Une autre faute grave est d’avoir raidi les personnages dans une attitude. Châteaufort, à mon sens, manque surtout de souplesse. Le marquis est une ganache et la marquise une louve de mélodrame. Quant à Nadine, elle serait le seul personnage sympathique, si elle n’était pas toujours en colère. La vie a plus de bonhomie, et, même dans les crises dramatiques, il faut conserver aux personnages des échappées de repos et de détente. Une action toute nue, une abstraction pure, ne réussit au théâtre qu’à la condition d’être maniée par des mains très savantes, qui la conduisent avec une raideur de démonstration géométrique.

D’ailleurs, madame de Mirabeau est loin de manquer de talent. J’ose même confesser que son œuvre m’a beaucoup plus intéressé que certaines pièces, jouées dans ces derniers temps, et qui ont réussi. Cela est si peu ordinaire, une belle inexpérience, parlant carrément, appelant les choses par leur nom, allant droit devant elle sans crier gare. Il y a bien des hommes, parmi nos auteurs dramatiques, auxquels je souhaiterais l’énergie de madame de Mirabeau. Et il ne faut pas ricaner, employer le gros mot de brutalité, l’énergie reste une chose rare et belle, qu’on n’acquiert pas, et qui fait les grandes œuvres. On ne devient pas fort, tandis que l’on peut émonder sa force et trouver un équilibre.

De tout cela, il y a une morale à tirer. La chute de Châteaufort va être un argument de plus entre les mains de ceux qui refusent la vérité au théâtre, sous prétexte que la vérité est affligeante et que le public demande avant tout des tableaux consolants. Je les entends d’ici foudroyer les héros corrompus, déclarer que le théâtre n’est pas une dalle de dissection, réclamer des idylles qui ne contrarient pas leur digestion. Avez-vous remarqué une chose ? Il est rare qu’un honnête homme se scandalise en face d’un coquin ; ce sont les coquins eux-mêmes qui crient le plus fort, comme s’ils voyaient une allusion personnelle dans le personnage qu’on leur montre.

Donc, c’est le naturalisme au théâtre qui payera une fois de plus les pots cassés. Il va être formellement conclu que toutes les plaies ne sont pas bonnes à montrer, surtout lorsqu’il s’agit des plaies du beau monde. Et l’on aura raison, dans un certain sens. Je crois qu’on peut tout dire et tout peindre, mais je commence à être persuadé aussi qu’il y a façon de tout peindre et de tout dire. Là est la solution du problème.
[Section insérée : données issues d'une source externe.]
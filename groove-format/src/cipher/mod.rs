//! Payload cipher resolution and transform
//!
//! Encrypted containers protect the payload region with AES-256 in counter
//! mode. The version tag in the header selects key material and the place
//! in the header/index region the IV is read from (see [`table`]).
//!
//! The transform is an XOR with a keystream, so the same call encrypts and
//! decrypts. It mutates the caller's buffer in place.

pub mod table;

use aes::Aes256;
use ctr::cipher::{KeyIvInit, StreamCipher};
use tracing::{debug, info};

pub use table::{
    CIPHER_TABLE, CipherVersionSpec, KeyDerivation, KeyMaterial, KeySelector, cipher_spec,
};

use crate::UNENCRYPTED_VERSION;
use crate::container::{Container, ContainerHeader};
use crate::error::{CryptoError, FormatError};

/// AES-256 key
pub type Key = [u8; 32];

/// Cipher block and counter size
pub const BLOCK_SIZE: usize = 16;

/// Full 128-bit big-endian counter, wrapping at 2^128
type Aes256Ctr = ctr::Ctr128BE<Aes256>;

/// Resolved key and initial counter block for one container
#[derive(Debug, Clone, PartialEq, Eq)]
pub struct CipherParams {
    pub key: Key,
    pub counter: [u8; BLOCK_SIZE],
    /// Key slot picked by the selector, for slot-based generations
    pub slot: Option<usize>,
}

/// Derive key and IV for `version` from the container's header/index bytes.
///
/// Returns `Ok(None)` for the canonical unencrypted version.
pub fn resolve(
    version: i32,
    header_region: &[u8],
    red_variant: bool,
) -> Result<Option<CipherParams>, CryptoError> {
    if version == UNENCRYPTED_VERSION {
        return Ok(None);
    }
    let spec = cipher_spec(version).ok_or(CryptoError::UnknownVersion(version))?;

    let iv = header_region
        .get(spec.iv_offset..spec.iv_offset + spec.iv_len)
        .ok_or(CryptoError::IvOutOfRange {
            offset: spec.iv_offset,
            len: spec.iv_len,
            limit: header_region.len(),
        })?;
    let mut counter = [0u8; BLOCK_SIZE];
    counter[..iv.len()].copy_from_slice(iv);

    let slot = match spec.selector {
        KeySelector::None => None,
        KeySelector::ByteAtOffsetModulo { offset, modulus } => {
            let byte = header_region
                .get(offset)
                .ok_or(CryptoError::IvOutOfRange {
                    offset,
                    len: 1,
                    limit: header_region.len(),
                })?;
            Some((byte % modulus) as usize)
        }
    };

    let base = match spec.keys {
        KeyMaterial::Single(key) => key,
        KeyMaterial::Paired(pair) if red_variant => &pair.red,
        KeyMaterial::Paired(pair) => &pair.plain,
        KeyMaterial::Slots(slots) => &slots[slot.unwrap_or(0) % slots.len()],
    };

    let key = match spec.derivation {
        KeyDerivation::Identity => *base,
        KeyDerivation::XorWithMasher => xor_masher(base),
    };

    debug!(
        version = spec.name,
        red_variant,
        slot = ?slot,
        "Resolved payload cipher"
    );

    Ok(Some(CipherParams { key, counter, slot }))
}

fn xor_masher(base: &Key) -> Key {
    let mut key = *base;
    for (k, m) in key.iter_mut().zip(table::MASHER.iter()) {
        *k ^= m;
    }
    key
}

/// XOR `data` with the AES-CTR keystream starting at `counter`.
///
/// Block `n` of the keystream is `AES(key, counter + n)`; a trailing partial
/// block uses only as many keystream bytes as remain.
pub fn apply_keystream(key: &Key, counter: &[u8; BLOCK_SIZE], data: &mut [u8]) {
    let mut cipher = Aes256Ctr::new(key.into(), counter.into());
    cipher.apply_keystream(data);
}

/// Encrypt or decrypt the payload of `container` inside `data`.
///
/// `data` must be the complete container stream `container` was parsed
/// from. Only `data[audio_offset..]` is modified. Unencrypted containers
/// are left untouched.
pub fn transform(
    container: &Container,
    data: &mut [u8],
    red_variant: bool,
) -> Result<(), CryptoError> {
    if data.len() as u64 != container.total_len {
        return Err(CryptoError::BufferMismatch {
            expected: container.total_len,
            actual: data.len() as u64,
        });
    }

    let (header_region, payload) = data.split_at_mut(container.payload_offset() as usize);
    let Some(params) = resolve(container.version, header_region, red_variant)? else {
        return Ok(());
    };

    apply_keystream(&params.key, &params.counter, payload);
    info!(
        version = container.version,
        bytes = payload.len(),
        "Transformed container payload"
    );
    Ok(())
}

/// Rewrite the version tag of a container held in `data`
pub fn retag(data: &mut [u8], version: i32) -> Result<(), FormatError> {
    let mut header = ContainerHeader::from_bytes(data).ok_or(FormatError::Truncated {
        needed: ContainerHeader::SIZE as u64,
        available: data.len() as u64,
    })?;
    header.version = version;
    data[..ContainerHeader::SIZE].copy_from_slice(&header.to_bytes());
    Ok(())
}
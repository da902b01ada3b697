//! Display container header, seek index and cipher parameters

use anyhow::{Context, Result};
use clap::Args;
use groove_cli::load_container;
use groove_format::{cipher, version_name};
use sha2::{Digest, Sha256};
use std::path::PathBuf;

/// Arguments for the info command
#[derive(Args)]
pub struct InfoArgs {
    /// Container file
    pub container: PathBuf,

    /// Resolve the red-variant key
    #[arg(long)]
    pub red: bool,

    /// List every seek index entry
    #[arg(long)]
    pub entries: bool,
}

/// Execute the info command
pub fn execute(args: InfoArgs) -> Result<()> {
    let (container, data) = load_container(&args.container)?;
    let payload = container
        .payload(&data)
        .context("Container payload lies outside the file")?;

    println!("=== {} ===", args.container.display());
    println!();
    println!(
        "Version: 0x{:02X} ({})",
        container.version,
        version_name(container.version).unwrap_or("unknown")
    );
    println!("Audio offset: {}", container.audio_offset);
    println!("File size: {} bytes", container.total_len);

    let index = &container.index;
    println!();
    println!("--- Seek Index ---");
    println!("Format version: {}", index.format_version);
    println!("Chunk size: {} samples", index.chunk_size);
    println!("Entries: {}", index.entries.len());
    if let (Some(first), Some(last)) = (index.entries.first(), index.entries.last()) {
        println!(
            "Range: byte {}..{}, sample {}..{}",
            first.byte_offset, last.byte_offset, first.sample_offset, last.sample_offset
        );
    }
    if !index.is_monotonic() {
        println!("WARNING: byte offsets are not monotonic");
    }
    if args.entries {
        for (i, entry) in index.entries.iter().enumerate() {
            println!(
                "  [{:5}] sample {:>10} -> byte {:>10} (target {})",
                i,
                entry.sample_offset,
                entry.byte_offset,
                i as u64 * index.chunk_size as u64
            );
        }
    }

    println!();
    println!("--- Cipher ---");
    let header_region = &data[..container.payload_offset() as usize];
    match cipher::resolve(container.version, header_region, args.red)? {
        None => println!("Unencrypted"),
        Some(params) => {
            println!("Variant: {}", if args.red { "red" } else { "plain" });
            println!("Initial counter: {}", hex::encode(params.counter));
            if let Some(slot) = params.slot {
                println!("Key slot: {}", slot);
            }
        }
    }

    println!();
    println!("--- Payload ---");
    println!("Length: {} bytes", payload.len());
    println!("SHA-256: {}", hex::encode(Sha256::digest(payload)));

    Ok(())
}
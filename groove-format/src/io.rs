//! Little-endian helpers for the header and seek index

use std::io::{self, Cursor, Read, Write};

use crate::error::FormatError;

/// Size of the bounded buffer used to stream payload bytes
pub(crate) const COPY_BUFFER_SIZE: usize = 64 * 1024;

pub(crate) fn write_i32(out: &mut Vec<u8>, val: i32) {
    out.extend_from_slice(&val.to_le_bytes());
}

pub(crate) fn write_u32(out: &mut Vec<u8>, val: u32) {
    out.extend_from_slice(&val.to_le_bytes());
}

/// Read an i32 in little-endian format
pub(crate) fn read_i32(cursor: &mut Cursor<&[u8]>) -> Result<i32, FormatError> {
    let mut buf = [0u8; 4];
    read_field(cursor, &mut buf)?;
    Ok(i32::from_le_bytes(buf))
}

/// Read a u32 in little-endian format
pub(crate) fn read_u32(cursor: &mut Cursor<&[u8]>) -> Result<u32, FormatError> {
    let mut buf = [0u8; 4];
    read_field(cursor, &mut buf)?;
    Ok(u32::from_le_bytes(buf))
}

fn read_field(cursor: &mut Cursor<&[u8]>, buf: &mut [u8]) -> Result<(), FormatError> {
    cursor.read_exact(buf).map_err(|_| {
        FormatError::MalformedIndex(format!(
            "field at offset {} runs past end of index region",
            cursor.position()
        ))
    })
}

/// Copy at most `limit` bytes (or everything when `None`) from `src` to `dst`
/// through a fixed-size buffer. Returns the number of bytes copied.
pub(crate) fn copy_bounded<R: Read, W: Write>(
    src: &mut R,
    dst: &mut W,
    limit: Option<u64>,
) -> io::Result<u64> {
    let mut buf = vec![0u8; COPY_BUFFER_SIZE];
    let mut copied = 0u64;

    loop {
        let want = match limit {
            Some(limit) => {
                let left = limit - copied;
                if left == 0 {
                    break;
                }
                left.min(buf.len() as u64) as usize
            }
            None => buf.len(),
        };

        let n = match src.read(&mut buf[..want]) {
            Ok(0) => break,
            Ok(n) => n,
            Err(e) if e.kind() == io::ErrorKind::Interrupted => continue,
            Err(e) => return Err(e),
        };
        dst.write_all(&buf[..n])?;
        copied += n as u64;
    }

    match limit {
        Some(limit) if copied < limit => Err(io::Error::new(
            io::ErrorKind::UnexpectedEof,
            format!("payload ended after {copied} of {limit} bytes"),
        )),
        _ => Ok(copied),
    }
}

#[cfg(test)]
mod tests {
    use super::*;

    #[test]
    fn test_read_le_fields() {
        let data = [0x0A, 0, 0, 0, 0xFF, 0xFF, 0xFF, 0xFF];
        let mut cursor = Cursor::new(&data[..]);
        assert_eq!(read_i32(&mut cursor).unwrap(), 0x0A);
        assert_eq!(read_u32(&mut cursor).unwrap(), u32::MAX);
        assert!(matches!(
            read_i32(&mut cursor),
            Err(FormatError::MalformedIndex(_))
        ));
    }

    #[test]
    fn test_copy_bounded_spans_buffers() {
        let src: Vec<u8> = (0..(COPY_BUFFER_SIZE * 2 + 17)).map(|i| i as u8).collect();
        let mut out = Vec::new();
        let n = copy_bounded(&mut &src[..], &mut out, None).unwrap();
        assert_eq!(n as usize, src.len());
        assert_eq!(out, src);
    }

    #[test]
    fn test_copy_bounded_limit() {
        let src = [1u8, 2, 3, 4, 5];
        let mut out = Vec::new();
        assert_eq!(copy_bounded(&mut &src[..], &mut out, Some(3)).unwrap(), 3);
        assert_eq!(out, [1, 2, 3]);

        let mut out = Vec::new();
        let err = copy_bounded(&mut &src[..], &mut out, Some(9)).unwrap_err();
        assert_eq!(err.kind(), io::ErrorKind::UnexpectedEof);
    }
}
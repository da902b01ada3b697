//! Audio file -> container pipeline

use anyhow::{Context, Result};
use groove_format::probe::SymphoniaProbe;
use groove_format::{
    AudioDecodeProbe, Container, DEFAULT_CHUNK_SIZE, SeekIndexBuilder, UNENCRYPTED_VERSION,
    cipher, write_container_with_version,
};
use std::fs::File;
use std::io::{BufReader, BufWriter};
use std::path::Path;
use tracing::{debug, info};

/// Container parameters for one created file
#[derive(Debug, Clone, Copy, PartialEq, Eq)]
pub struct CreateOptions {
    pub chunk_size: u32,
    pub version: i32,
    pub red_variant: bool,
}

impl Default for CreateOptions {
    fn default() -> Self {
        Self {
            chunk_size: DEFAULT_CHUNK_SIZE,
            version: UNENCRYPTED_VERSION,
            red_variant: false,
        }
    }
}

/// What [`create_container`] produced
#[derive(Debug, Clone, Copy)]
pub struct CreateSummary {
    pub total_samples: u64,
    pub entries: usize,
    pub bytes: u64,
}

/// Probe `input`, build its seek index and write a container to `output`.
///
/// Unencrypted containers stream the payload straight from the input file.
/// Encrypted ones are assembled in memory so the payload can be transformed
/// before anything touches the disk.
pub fn create_container(input: &Path, output: &Path, opts: &CreateOptions) -> Result<CreateSummary> {
    let mut probe = SymphoniaProbe::open(input)
        .with_context(|| format!("Failed to open audio: {}", input.display()))?;
    let total_samples = probe
        .total_samples()
        .with_context(|| format!("Failed to probe audio: {}", input.display()))?;

    let index = SeekIndexBuilder::new(opts.chunk_size)
        .build(&mut probe)
        .with_context(|| format!("Failed to build seek index for {}", input.display()))?;
    drop(probe);

    let mut source = BufReader::new(
        File::open(input).with_context(|| format!("Failed to open {}", input.display()))?,
    );

    let bytes = if opts.version == UNENCRYPTED_VERSION {
        let mut out = BufWriter::new(
            File::create(output)
                .with_context(|| format!("Failed to create {}", output.display()))?,
        );
        write_container_with_version(opts.version, &index, &mut source, &mut out)
            .with_context(|| format!("Failed to write {}", output.display()))?
    } else {
        let mut data = Vec::new();
        write_container_with_version(opts.version, &index, &mut source, &mut data)
            .context("Failed to assemble container")?;
        let container = Container::parse(&data).context("Assembled container is invalid")?;
        cipher::transform(&container, &mut data, opts.red_variant)
            .context("Failed to encrypt payload")?;
        std::fs::write(output, &data)
            .with_context(|| format!("Failed to write {}", output.display()))?;
        data.len() as u64
    };

    info!(
        input = %input.display(),
        output = %output.display(),
        version = %format!("0x{:02X}", opts.version),
        entries = index.entries.len(),
        bytes,
        "Created container"
    );

    Ok(CreateSummary {
        total_samples,
        entries: index.entries.len(),
        bytes,
    })
}

/// Read a whole container file and parse its header and index
pub fn load_container(path: &Path) -> Result<(Container, Vec<u8>)> {
    let data =
        std::fs::read(path).with_context(|| format!("Failed to read {}", path.display()))?;
    let container = Container::parse(&data)
        .with_context(|| format!("Failed to parse container {}", path.display()))?;
    debug!(
        path = %path.display(),
        version = container.version,
        entries = container.index.entries.len(),
        "Loaded container"
    );
    Ok((container, data))
}

/// Best-guess file extension for an extracted payload, from its magic bytes
pub fn payload_extension(head: &[u8]) -> &'static str {
    match head {
        [b'O', b'g', b'g', b'S', ..] => "ogg",
        [b'R', b'I', b'F', b'F', ..] => "wav",
        [b'f', b'L', b'a', b'C', ..] => "flac",
        [b'I', b'D', b'3', ..] => "mp3",
        [0xFF, b, ..] if b & 0xE0 == 0xE0 => "mp3",
        _ => "bin",
    }
}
Ah ! comme nous serions forts, si un naturaliste, sans rien perdre de sa méthode d’analyse ni de sa vigueur de peinture, naissait avec le sens du théâtre, cette adresse du métier qui escamote les difficultés au nez du public. Il n’est pas vrai, à coup sûr, que tout le théâtre soit dans le métier, comme on le répète. Le métier suffit le plus souvent, mais le métier pourrait aussi aider simplement à rendre possibles sur les planches les drames et les comédies de la vie réelle. Apporter la vérité et savoir l’imposer, tel doit être le but.

Aussi ne me lasserai-je pas de répéter aux jeunes auteurs dramatiques qui grandissent : « Voyez les chutes de toutes les pièces naturalistes tentées depuis dix ans. Est-ce à dire que le mensonge seul réussit au théâtre ? Non, certes. Il faut garder sa foi dans le vrai, même quand le vrai semble crouler de toutes parts. La vérité reste supérieure, inattaquable, souveraine. C’est à notre imbécillité, à notre manque de talent, qu’il faut s’en prendre. C’est nous, et non pas la vérité, qui faisons tomber nos pièces. Étudiez donc le théâtre, comparez et cherchez. Il existe certainement une tactique pour conquérir le public, on flaire dans l’air une formule, qu’un débutant découvrira, et qui indiquera la voie à suivre, si l’on veut donner à notre théâtre une vie nouvelle. Les révolutions dans les idées ne se précisent et ne triomphent que grâce à une formule. Inventez une facture, tout est là. »


III


Deux débutants, MM. Jules Kervani et Pierre de l’Estoile, ont fait jouer au troisième Théâtre-Français une pièce en cinq actes : l'Obstacle.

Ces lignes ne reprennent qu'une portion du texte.